“O
domínio de si próprio, embora eu não negue de forma alguma a sua necessidade em
muitas circunstâncias, não é a melhor forma de conseguir que um ser humano se
conduza bem. Tem o inconveniente de diminuir a energia e as faculdades
criadoras. É como uma pesada armadura que ao mesmo tempo que impede o vosso
braço de bater nos vossos vizinhos, o torna igualmente incapaz de um movimento
útil. Os que não têm outro apoio além da disciplina que se impõem a si
próprios, tornam-se obstinados e timoratos com receio de si próprios.
Mas
os impulsos aos quais eles não permitem qualquer saída, continuam a existir
neles a tal como os rios represados, cedo ou tarde transbordarão. As forças a
que nós contrariamos a função natural que é o desabrochar da nossa própria
vida, ou se atrofiam ou acabam por ter uma saída perturbando a vida de outrem.

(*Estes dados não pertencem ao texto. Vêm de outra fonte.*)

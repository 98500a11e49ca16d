//! Axum router construction.
//!
//! [`build`] assembles the complete application router:
//! - Streaming chat completion (`/api/deep-chat`, `/api/chat`)
//! - Model listing (`/api/ollama-list`, `/api/models`)
//! - Document text extraction (`/api/pdf`)
//! - Health (`/health`)
//!
//! plus a request-logging layer and a raised body limit for inline images.

pub mod chat;
pub mod documents;
pub mod health;
pub mod models;

use std::time::Instant;

use axum::extract::{DefaultBodyLimit, Request};
use axum::middleware::{self, Next};
use axum::response::Response;
use axum::Router;
use tracing::info;

use crate::state::AppState;

/// Largest accepted request body (base64 images are big)
pub const MAX_BODY_BYTES: usize = 50 * 1024 * 1024;

/// Build the complete Axum [`Router`] for the application.
pub fn build(state: AppState) -> Router {
    Router::new()
        .merge(chat::router())
        .merge(models::router())
        .merge(documents::router())
        .merge(health::router())
        .layer(DefaultBodyLimit::max(MAX_BODY_BYTES))
        .layer(middleware::from_fn(log_requests))
        .with_state(state)
}

/// Log method, path, status and time-to-headers of every request
///
/// For streaming responses the latency covers only the time until the
/// stream opened.
async fn log_requests(req: Request, next: Next) -> Response {
    let start = Instant::now();
    let method = req.method().clone();
    let path = req.uri().path().to_string();

    let response = next.run(req).await;

    info!(
        %method,
        %path,
        status = response.status().as_u16(),
        latency_ms = u64::try_from(start.elapsed().as_millis()).unwrap_or(u64::MAX),
        "request handled"
    );
    response
}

Elas procurarão qualquer saída do gênero das que não representam nenhum perigo
para nós, por exemplo, a tirania doméstica. Se essa saída não for suficiente,
há outras que o podem ser. Há sempre condenados e párias a quem a sociedade
permite torturar e isso não comporta nenhum risco.
Esses párias, tanto podem ser criminosos
como escravos. Do ponto de vista da virtude ultrajada, a lei penal tem o mérito
de oferecer uma saída a esses impulsos agressivos que a covardia, disfarçada em
moralidade, refreia nas suas formas mais espontâneas. A guerra tem a mesma
vantagem. Vós não podeis matar o vosso vizinho que detestais talvez
cordialmente, mas um pouco de propaganda é suficiente para transferir esse ódio
a qualquer nação estrangeira, contra a qual todos os vossos instintos assassinos
se transformarão em heroísmo patriótico."